When: The Scientific Secrets of Perfect Timing(45)



Put another way, groups must synchronize on three levels—to the boss, to the tribe, and to the heart.


THE CHOIRMASTER, THE COXSWAIN, AND THE CLOCK: SYNCHING TO THE BOSS


David Simmons is the same height as Ahilu Adhav, but the resemblance dissolves where the tape measure ends. Simmons is white, American, and a law school graduate who spends his days not lugging lunches but corralling choristers. After escaping practicing law twenty-five years ago—he walked into the office of his firm’s senior partner one day and said, “I just can’t do this”—this musically inclined son of a Lutheran pastor became a choir director. Now he’s the artistic director for the Congressional Chorus in Washington, D.C. And on a frosty Friday night at the end of winter, he’s standing in front of eighty singers at the city’s Atlas Performing Arts Center as the chorus performs Road Trip!—a two-and-a-half-hour show of more than twenty American songs and medleys.

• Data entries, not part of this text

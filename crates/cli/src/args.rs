use clap::{Parser, Subcommand, ValueEnum};
use qgjob_core::job::{JobPayload, DEFAULT_PRIORITY};

/// Default base URL of the job server.
pub const DEFAULT_SERVER: &str = "http://localhost:8000";

#[derive(Parser, Debug)]
#[command(name = "qgjob")]
#[command(version)]
#[command(about = "Submit test jobs and check their status")]
#[command(propagate_version = true)]
pub struct Cli {
    /// Base URL of the job server
    #[arg(long, global = true, env = "QGJOB_SERVER", default_value = DEFAULT_SERVER)]
    pub server: String,

    #[command(subcommand)]
    pub command: Command,
}

#[derive(Subcommand, Debug)]
pub enum Command {
    /// Submit a test job
    Submit(SubmitArgs),

    /// Check the status of a job
    Status {
        /// Job ID returned by `submit`
        #[arg(long)]
        job_id: String,
    },
}

#[derive(clap::Args, Debug)]
pub struct SubmitArgs {
    /// Organization ID
    #[arg(long)]
    pub org_id: String,

    /// App version ID
    #[arg(long)]
    pub app_version_id: String,

    /// Path to the test script
    #[arg(long = "test")]
    pub test_path: String,

    /// Job priority (higher = more urgent)
    #[arg(long, default_value_t = DEFAULT_PRIORITY)]
    pub priority: i32,

    /// Target environment
    #[arg(long, value_enum)]
    pub target: Target,
}

#[derive(Debug, Clone, Copy, PartialEq, Eq, ValueEnum)]
pub enum Target {
    Emulator,
    Device,
    Browserstack,
}

impl Target {
    pub fn as_str(self) -> &'static str {
        match self {
            Self::Emulator => "emulator",
            Self::Device => "device",
            Self::Browserstack => "browserstack",
        }
    }
}

impl SubmitArgs {
    pub fn into_payload(self) -> JobPayload {
        JobPayload {
            org_id: self.org_id,
            app_version_id: self.app_version_id,
            test_path: self.test_path,
            priority: self.priority,
            target: self.target.as_str().to_string(),
        }
    }
}
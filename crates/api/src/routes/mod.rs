pub mod debug;
pub mod health;
pub mod jobs;

use axum::Router;

use crate::state::AppState;

/// Build the job API route tree.
///
/// Route hierarchy:
///
/// ```text
/// /jobs                  submit (POST)
/// /jobs/{job_id}         status (GET)
///
/// /debug/groups          pending groups and their job ids (GET)
/// ```
pub fn api_routes() -> Router<AppState> {
    Router::new()
        .merge(jobs::router())
        .merge(debug::router())
}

Choirs are peculiar. A lone voice can sing a song. But combine a few voices, sometimes lots of voices, and the result transcends the sum of the parts. Yet bringing all those voices together is challenging, especially for a chorus like this, which is composed entirely of amateurs. The Congressional Chorus earned its name when it began in the mid-1980s as a ragtag group of twelve Capitol Hill staffers seeking a platform for their love of music and an outlet for their frustrations with politics. Today, about one hundred adults—some congressional aides still, but also plenty of lawyers, lobbyists, accountants, marketers, and teachers—perform in the choir. (Washington, D.C., in fact, has more choruses per capita than any city in the U.S.) Many singers have experience in university or religious choirs. Some have genuine talent. But none of them are professionals. And because all of them have other work obligations, they can rehearse only a few times per week.

So how does Simmons keep them in synch? How, during the evening’s California surfer medley, does he get six dozen amateur singers swaying on risers and a half dozen amateur dancers performing in front of them to switch seamlessly—in real time and in front of an audience—from “Surfer Girl” to “I Get Around” and conclude with everyone singing the final sound of the final syllable of the final word of “Surfin’ U.S.A.” at precisely the same moment?

“I’m a dictator,” he tells me. “I work them really hard.”

Simmons auditions each member, and he alone decides who’s in and who’s out. He begins rehearsals precisely at 7 p.m. with each minute mapped out in advance. He selects every piece of music for every concert. (To be more democratic and let members choose what to sing, he says, would turn a concert into a “potluck dinner” rather than a three-star Michelin meal.) He brooks little dissent from the singers. But the reason isn’t some deep-seated authoritarian impulse. It’s because he’s discovered that efficiency in this realm demands firm direction and, occasionally, gentle despotism. As one of his choristers who initially bridled at such leadership once told him, “I always find it amazing that it starts off with nobody knowing anything at the first rehearsal. And by the last concert, you can flick your wrist and we all put the T in the same place.”

The first principle of synching fast and slow is that group timing requires a boss—someone or something above and apart from the group itself to set the pace, maintain the standards, and focus the collective mind.


In the early 1990s, a young professor at MIT’s Sloan School of Management was frustrated by a gap in the scholarly understanding of how organizations functioned. “Time is arguably the most pervasive aspect of our lives,” Deborah Ancona wrote, yet it “has not played a significant nor explicit role in organizational behavioral research.” So in a 1992 paper titled “Timing Is Everything,” she borrowed a concept from the chronobiology of individuals and applied it to the anthropology of teams.3

You’ll remember from chapter 1 that within our body and brain are biological clocks that affect our performance, mood, and wakefulness. But you might not recall that those clocks typically run a bit longer than twenty-four hours. Left on our own—say, by spending months in an underground chamber not exposed to light or other people, as in some experiments—our behavior gradually drifts so that before long we’re asleep in the afternoons and wide-awake at night.4 What prevents such misalignment in the aboveground world are environmental and social signals such as sunrise and alarm clocks. The process by which our internal clocks synch up with external cues so we wake up in time for work or go to sleep at a reasonable hour is called “entrainment.”

Ancona argued that entrainment also occurs in organizations.5 Certain activities—product development or marketing—establish their own tempos. But those rhythms necessarily must synchronize with the external rhythms of organizational life—fiscal years, sales cycles, even the age of the company or the stage of people’s careers. Just as individuals entrain to external cues, Ancona argued, so do organizations.

In chronobiology, those external cues are known as “zeitgebers” (German for “time giver”)—“environmental signals that can synchronize the circadian clock,” as Till Roenneberg puts it.6 Ancona’s thinking helped establish that groups also need zeitgebers. Sometimes that pacesetter is a single leader, someone like David Simmons. Indeed, the evidence shows that groups generally attune to the pacing preferences of their highest-status members.7 However, status and stature are not always one.